__TASK DETAILS__
How do the records below read from their first line through the line containing "use std::sync::Arc;"? Write those lines out exactly.

__Stored data entries__

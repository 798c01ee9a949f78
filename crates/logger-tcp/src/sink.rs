use crate::codec::RecordCodec;
use crate::config::TcpSinkConfig;
use crate::error::{Error, Result};
use crate::queue::BoundedQueue;

use std::fmt;
use std::future::Future;
use std::io;
use std::sync::Arc;
use std::sync::atomic::{AtomicU8, AtomicU64, Ordering};
use std::time::Duration;

use futures::SinkExt;
use proven_logger::{
    ComposedEntry, Logger, QueuedRecord, Severity, Sink, SinkError, SinkReporter, SinkSlot,
};
use tokio::net::TcpStream;
use tokio::runtime::Handle;
use tokio::sync::Notify;
use tokio::time::{sleep, timeout};
use tokio_util::codec::FramedWrite;
use tokio_util::sync::CancellationToken;
use tokio_util::task::TaskTracker;
use tracing::{debug, trace};

type Connection = FramedWrite<TcpStream, RecordCodec>;

/// Where the background task is in its loop.
#[derive(Debug, Clone, Copy, PartialEq, Eq)]
#[repr(u8)]
pub enum SinkState {
    /// Queue empty, waiting to be resumed
    Suspended = 0,
    /// Establishing the connection, or waiting to retry it
    Connecting = 1,
    /// Sending the head record
    Sending = 2,
    /// Stop observed, closing the connection
    Stopping = 3,
    /// Background task finished
    Stopped = 4,
}

impl SinkState {
    const fn from_u8(value: u8) -> Self {
        match value {
            0 => Self::Suspended,
            1 => Self::Connecting,
            2 => Self::Sending,
            3 => Self::Stopping,
            _ => Self::Stopped,
        }
    }
}

struct Inner {
    config: TcpSinkConfig,
    queue: BoundedQueue<Arc<QueuedRecord>>,
    resume: Notify,
    shutdown: CancellationToken,
    state: AtomicU8,
    sent: AtomicU64,
    reporter: Option<SinkReporter>,
}

impl Inner {
    fn state(&self) -> SinkState {
        SinkState::from_u8(self.state.load(Ordering::Acquire))
    }

    fn set_state(&self, state: SinkState) {
        self.state.store(state as u8, Ordering::Release);
    }

    fn report(&self, severity: Severity, message: &dyn fmt::Display) {
        if let Some(reporter) = &self.reporter {
            reporter.report(severity, message);
        }
    }

    async fn connect(&self) -> Result<Connection> {
        let address = (self.config.host.as_str(), self.config.port);
        let stream = bounded(
            self.config.timeout,
            "error connecting to collector",
            TcpStream::connect(address),
        )
        .await?;
        stream
            .set_nodelay(true)
            .map_err(|e| Error::Io("error configuring connection", e))?;
        let codec = RecordCodec::new().with_max_frame_size(self.config.max_frame_size);
        Ok(FramedWrite::new(stream, codec))
    }

    async fn send(&self, connection: &mut Connection, record: &QueuedRecord) -> Result<()> {
        bounded(
            self.config.timeout,
            "error sending record",
            connection.send(record),
        )
        .await
    }

    async fn run(self: Arc<Self>) {
        let address = self.config.address();
        let mut connection: Option<Connection> = None;
        let mut outage = false;

        loop {
            if self.shutdown.is_cancelled() {
                break;
            }

            let Some(record) = self.queue.front() else {
                self.set_state(SinkState::Suspended);
                trace!("network sink suspended");
                tokio::select! {
                    () = self.resume.notified() => {}
                    () = self.shutdown.cancelled() => {}
                }
                continue;
            };

            if connection.is_none() {
                self.set_state(SinkState::Connecting);
                match self.connect().await {
                    Ok(established) => {
                        debug!(%address, "connected to log collector");
                        connection = Some(established);
                        if outage {
                            outage = false;
                            self.report(Severity::Note, &format!("reconnected to {address}"));
                        }
                    }
                    Err(e) => {
                        debug!(%address, error = %e, "log collector unreachable");
                        self.outage(&mut outage, &address, &e);
                        tokio::select! {
                            () = sleep(self.config.retry_delay) => {}
                            () = self.shutdown.cancelled() => {}
                        }
                        continue;
                    }
                }
            }
            let Some(established) = connection.as_mut() else {
                continue;
            };

            self.set_state(SinkState::Sending);
            let result = self.send(established, &record).await;
            match result {
                Ok(()) => {
                    self.queue.pop_front_if(|head| Arc::ptr_eq(head, &record));
                    self.sent.fetch_add(1, Ordering::Relaxed);
                }
                Err(Error::Io(_, e)) if e.kind() == io::ErrorKind::InvalidData => {
                    // the record itself cannot be framed, retrying will not help
                    self.queue.pop_front_if(|head| Arc::ptr_eq(head, &record));
                    self.report(Severity::Error, &format!("dropped unsendable record: {e}"));
                }
                Err(e) => {
                    debug!(%address, error = %e, "lost connection to log collector");
                    self.outage(&mut outage, &address, &e);
                    connection = None;
                }
            }
        }

        self.set_state(SinkState::Stopping);
        if let Some(mut established) = connection.take() {
            let limit = self.config.timeout.unwrap_or(Duration::from_secs(1));
            let _ = timeout(limit, established.close()).await;
        }
        self.set_state(SinkState::Stopped);
        debug!(%address, "network sink stopped");
    }

    /// Reports the first failure of an outage only.
    fn outage(&self, outage: &mut bool, address: &str, error: &Error) {
        if !*outage {
            *outage = true;
            self.report(Severity::Error, &format!("{address}: {error}"));
        }
    }
}

async fn bounded<T>(
    limit: Option<Duration>,
    context: &'static str,
    operation: impl Future<Output = io::Result<T>>,
) -> Result<T> {
    let result = match limit {
        Some(limit) => timeout(limit, operation)
            .await
            .map_err(|_| Error::Timeout(context, limit))?,
        None => operation.await,
    };
    result.map_err(|e| Error::Io(context, e))
}

/// Ships queued records to a remote collector over one persistent TCP
/// connection.
///
/// [`ship`](Self::ship) only touches the in-memory queue. A background task
/// sends the oldest record, removes it once the send has completed, and
/// reconnects after any failure. Delivery is best-effort: records are lost
/// under sustained overflow and may be duplicated if the process dies between
/// a send and its removal.
pub struct TcpSink {
    inner: Arc<Inner>,
    tracker: TaskTracker,
}

impl fmt::Debug for TcpSink {
    fn fmt(&self, f: &mut fmt::Formatter<'_>) -> fmt::Result {
        f.debug_struct("TcpSink")
            .field("config", &self.inner.config)
            .field("state", &self.state())
            .field("queued", &self.queued())
            .finish_non_exhaustive()
    }
}

impl TcpSink {
    /// Start a sink and its background task on the current tokio runtime.
    ///
    /// Failures of the background task are reported through `reporter`.
    ///
    /// # Errors
    ///
    /// Returns [`Error::NoRuntime`] when called outside a tokio runtime.
    pub fn spawn(config: TcpSinkConfig, reporter: Option<SinkReporter>) -> Result<Self> {
        let handle = Handle::try_current().map_err(|_| Error::NoRuntime)?;

        let inner = Arc::new(Inner {
            queue: BoundedQueue::new(config.queue_capacity),
            config,
            resume: Notify::new(),
            shutdown: CancellationToken::new(),
            state: AtomicU8::new(SinkState::Suspended as u8),
            sent: AtomicU64::new(0),
            reporter,
        });

        let tracker = TaskTracker::new();
        tracker.spawn_on(inner.clone().run(), &handle);
        tracker.close();

        debug!(address = %inner.config.address(), "network sink started");
        Ok(Self { inner, tracker })
    }

    /// Queue `record` for delivery. Never waits; when the queue is full the
    /// oldest record is dropped.
    ///
    /// # Errors
    ///
    /// Returns [`Error::Stopped`] once [`stop`](Self::stop) has been called.
    pub fn ship(&self, record: QueuedRecord) -> Result<()> {
        if self.inner.shutdown.is_cancelled() {
            return Err(Error::Stopped);
        }
        if self.inner.queue.push(Arc::new(record)).is_some() {
            trace!("network sink queue full, dropped oldest record");
        }
        self.inner.resume.notify_one();
        Ok(())
    }

    /// Ask the background task to finish. It notices at its next wait, so a
    /// connect or send in progress completes first. Queued records are
    /// abandoned.
    pub fn stop(&self) {
        self.inner.shutdown.cancel();
    }

    /// Wait until the background task has finished.
    pub async fn stopped(&self) {
        self.tracker.wait().await;
    }

    /// Current background task state
    #[must_use]
    pub fn state(&self) -> SinkState {
        self.inner.state()
    }

    /// Records waiting to be sent
    #[must_use]
    pub fn queued(&self) -> usize {
        self.inner.queue.len()
    }

    /// Copies of the waiting records, oldest first
    #[must_use]
    pub fn queued_records(&self) -> Vec<QueuedRecord> {
        self.inner
            .queue
            .snapshot()
            .into_iter()
            .map(Arc::unwrap_or_clone)
            .collect()
    }

    /// Records dropped by queue overflow
    #[must_use]
    pub fn dropped(&self) -> u64 {
        self.inner.queue.dropped()
    }

    /// Records sent
    #[must_use]
    pub fn sent(&self) -> u64 {
        self.inner.sent.load(Ordering::Relaxed)
    }

    /// The sink's configuration
    #[must_use]
    pub fn config(&self) -> &TcpSinkConfig {
        &self.inner.config
    }
}

impl Drop for TcpSink {
    fn drop(&mut self) {
        self.inner.shutdown.cancel();
    }
}

impl Sink for TcpSink {
    fn submit(&self, entry: &ComposedEntry, _flush: bool) -> std::result::Result<(), SinkError> {
        self.ship(entry.record.clone()).map_err(SinkError::from)
    }

    fn shutdown(&self) {
        self.stop();
    }
}

/// Attaches a [`TcpSink`] to a [`Logger`].
pub trait AttachNetworkSink {
    /// Ship persistent entries to `host:port`, queueing at most
    /// `queue_capacity` records (zero for unbounded). `timeout_secs` bounds
    /// each connect and send; zero waits indefinitely. Replaces any network
    /// sink already attached.
    ///
    /// # Errors
    ///
    /// Returns [`Error::NoRuntime`] when called outside a tokio runtime.
    fn attach_network_sink(
        &self,
        host: impl Into<String>,
        port: u16,
        queue_capacity: usize,
        timeout_secs: f64,
    ) -> Result<Arc<TcpSink>>;

    /// Attach a sink built from an explicit configuration.
    ///
    /// # Errors
    ///
    /// Returns [`Error::NoRuntime`] when called outside a tokio runtime.
    fn attach_network_sink_with(&self, config: TcpSinkConfig) -> Result<Arc<TcpSink>>;

    /// Detach the network sink and stop its background task. Returns whether
    /// one was attached.
    fn detach_network_sink(&self) -> bool;
}

impl AttachNetworkSink for Logger {
    fn attach_network_sink(
        &self,
        host: impl Into<String>,
        port: u16,
        queue_capacity: usize,
        timeout_secs: f64,
    ) -> Result<Arc<TcpSink>> {
        self.attach_network_sink_with(
            TcpSinkConfig::builder(host, port)
                .queue_capacity(queue_capacity)
                .timeout_secs(timeout_secs)
                .build(),
        )
    }

    fn attach_network_sink_with(&self, config: TcpSinkConfig) -> Result<Arc<TcpSink>> {
        let sink = Arc::new(TcpSink::spawn(
            config,
            Some(self.reporter(SinkSlot::Network)),
        )?);
        self.attach_sink(SinkSlot::Network, sink.clone());
        Ok(sink)
    }

    fn detach_network_sink(&self) -> bool {
        self.detach_sink(SinkSlot::Network).is_some()
    }
}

__TASK OUTPUT__
repository 798c01ee9a949f78
filename crates/logger-tcp/src/sink.rs
use crate::codec::RecordCodec;
use crate::config::TcpSinkConfig;
use crate::error::{Error, Result};
use crate::queue::BoundedQueue;

use std::fmt;
use std::future::Future;
use std::io;
use std::sync::Arc;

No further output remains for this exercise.